# Work task
In this exercise, the data must be written out exactly.

[Dataset entries]
+ + + + + + +
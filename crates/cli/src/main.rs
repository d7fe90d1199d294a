// soa-recon CLI - statement-of-account reconciliation from the shell

mod exit_codes;
mod recon;

use std::process::ExitCode;

use clap::Parser;
use tracing_subscriber::EnvFilter;

use exit_codes::EXIT_SUCCESS;
use recon::ReconCommands;

#[derive(Parser)]
#[command(name = "soa-recon")]
#[command(about = "Match statement-of-account lines to invoices and explain what is left over")]
#[command(version)]
#[command(long_version = long_version())]
struct Cli {
    /// Log pass-by-pass progress to stderr
    #[arg(long, short, global = true)]
    verbose: bool,

    #[command(subcommand)]
    command: ReconCommands,
}

fn long_version() -> &'static str {
    concat!(
        env!("CARGO_PKG_VERSION"),
        " (", env!("SOA_RECON_BUILD"), ")",
        "\nengine:  soa-recon ", env!("CARGO_PKG_VERSION"),
        "\ntarget:  ", env!("SOA_RECON_TARGET"),
    )
}

fn main() -> ExitCode {
    let cli = Cli::parse();
    init_tracing(cli.verbose);

    match recon::cmd_recon(cli.command) {
        Ok(()) => ExitCode::from(EXIT_SUCCESS),
        Err(CliError { code, message, hint }) => {
            if !message.is_empty() {
                eprintln!("error: {}", message);
            }
            if let Some(hint) = hint {
                eprintln!("hint:  {}", hint);
            }
            ExitCode::from(code)
        }
    }
}

/// Diagnostics go to stderr so stdout stays clean for `--json`. `--verbose`
/// forces debug; otherwise `RUST_LOG` applies, defaulting to warnings.
fn init_tracing(verbose: bool) {
    let filter = if verbose {
        EnvFilter::new("debug")
    } else {
        EnvFilter::try_from_default_env().unwrap_or_else(|_| EnvFilter::new("warn"))
    };
    tracing_subscriber::fmt()
        .with_env_filter(filter)
        .with_writer(std::io::stderr)
        .with_ansi(false)
        .with_target(false)
        .without_time()
        .init();
}

pub struct CliError {
    pub code: u8,
    pub message: String,
    pub hint: Option<String>,
}

impl CliError {
    /// Add a hint to an existing error.
    pub fn with_hint(mut self, hint: impl Into<String>) -> Self {
        self.hint = Some(hint.into());
        self
    }
}
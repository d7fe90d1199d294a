/// Set of still-unmatched input positions for one side of a run.
///
/// Backed by a liveness vector indexed by input position, so iteration is
/// always in input order and a taken position can never come back.
#[derive(Debug, Clone)]
pub struct Pool {
    live: Vec<bool>,
    remaining: usize,
}

impl Pool {
    pub fn new(len: usize) -> Self {
        Self {
            live: vec![true; len],
            remaining: len,
        }
    }

    pub fn contains(&self, index: usize) -> bool {
        self.live.get(index).copied().unwrap_or(false)
    }

    /// Remove `index` from the pool. Returns false if it was already gone.
    pub fn take(&mut self, index: usize) -> bool {
        match self.live.get_mut(index) {
            Some(slot) if *slot => {
                *slot = false;
                self.remaining -= 1;
                true
            }
            _ => false,
        }
    }

    /// Live positions in input order, snapshotted so the caller may take
    /// from the pool while walking the result.
    pub fn indices(&self) -> Vec<usize> {
        self.iter().collect()
    }

    pub fn iter(&self) -> impl Iterator<Item = usize> + '_ {
        self.live
            .iter()
            .enumerate()
            .filter_map(|(i, live)| live.then_some(i))
    }

    pub fn len(&self) -> usize {
        self.remaining
    }

    pub fn is_empty(&self) -> bool {
        self.remaining == 0
    }

    /// Total number of positions the pool was created with.
    pub fn capacity(&self) -> usize {
        self.live.len()
    }
}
+ + + + + + +
# Answer section
filename crates/cli/src/main.rs
repository d7fe90d1199d294a
// soa-recon CLI - statement-of-account reconciliation from the shell

mod exit_codes;
mod recon;

use std::process::ExitCode;

use clap::Parser;
use tracing_subscriber::EnvFilter;

use exit_codes::EXIT_SUCCESS;
use recon::ReconCommands;

#[derive(Parser)]
#[command(name = "soa-recon")]
#[command(about = "Match statement-of-account lines to invoices and explain what is left over")]
#[command(version)]
#[command(long_version = long_version())]
struct Cli {
    /// Log pass-by-pass progress to stderr
    #[arg(long, short, global = true)]
    verbose: bool,

    #[command(subcommand)]
    command: ReconCommands,
}

fn long_version() -> &'static str {
    concat!(
        env!("CARGO_PKG_VERSION"),
        " (", env!("SOA_RECON_BUILD"), ")",
        "\nengine:  soa-recon ", env!("CARGO_PKG_VERSION"),
        "\ntarget:  ", env!("SOA_RECON_TARGET"),
    )
}

fn main() -> ExitCode {
    let cli = Cli::parse();
    init_tracing(cli.verbose);

    match recon::cmd_recon(cli.command) {
        Ok(()) => ExitCode::from(EXIT_SUCCESS),
        Err(CliError { code, message, hint }) => {
            if !message.is_empty() {
                eprintln!("error: {}", message);
            }
            if let Some(hint) = hint {
                eprintln!("hint:  {}", hint);
            }
            ExitCode::from(code)
        }
    }
}

/// Diagnostics go to stderr so stdout stays clean for `--json`. `--verbose`
/// forces debug; otherwise `RUST_LOG` applies, defaulting to warnings.
fn init_tracing(verbose: bool) {
    let filter = if verbose {
        EnvFilter::new("debug")
    } else {
        EnvFilter::try_from_default_env().unwrap_or_else(|_| EnvFilter::new("warn"))
    };
    tracing_subscriber::fmt()
        .with_env_filter(filter)
        .with_writer(std::io::stderr)
        .with_ansi(false)
        .with_target(false)
        .without_time()
        .init();
}

pub struct CliError {
    pub code: u8,
    pub message: String,
    pub hint: Option<String>,
}

impl CliError {
    /// Add a hint to an existing error.
    pub fn with_hint(mut self, hint: impl Into<String>) -> Self {
        self.hint = Some(hint.into());
        self
    }
}
repository d7fe90d1199d294a
/// Set of still-unmatched input positions for one side of a run.
///
/// Backed by a liveness vector indexed by input position, so iteration is
/// always in input order and a taken position can never come back.
#[derive(Debug, Clone)]
pub struct Pool {
    live: Vec<bool>,
    remaining: usize,
}

impl Pool {
    pub fn new(len: usize) -> Self {
        Self {
            live: vec![true; len],
            remaining: len,
        }
    }

    pub fn contains(&self, index: usize) -> bool {
        self.live.get(index).copied().unwrap_or(false)
    }

    /// Remove `index` from the pool. Returns false if it was already gone.
    pub fn take(&mut self, index: usize) -> bool {
        match self.live.get_mut(index) {
            Some(slot) if *slot => {
                *slot = false;
                self.remaining -= 1;
                true
            }
            _ => false,
        }
    }

    /// Live positions in input order, snapshotted so the caller may take
    /// from the pool while walking the result.
    pub fn indices(&self) -> Vec<usize> {
        self.iter().collect()
    }

    pub fn iter(&self) -> impl Iterator<Item = usize> + '_ {
        self.live
            .iter()
            .enumerate()
            .filter_map(|(i, live)| live.then_some(i))
    }

    pub fn len(&self) -> usize {
        self.remaining
    }

    pub fn is_empty(&self) -> bool {
        self.remaining == 0
    }

    /// Total number of positions the pool was created with.
    pub fn capacity(&self) -> usize {
        self.live.len()
    }
}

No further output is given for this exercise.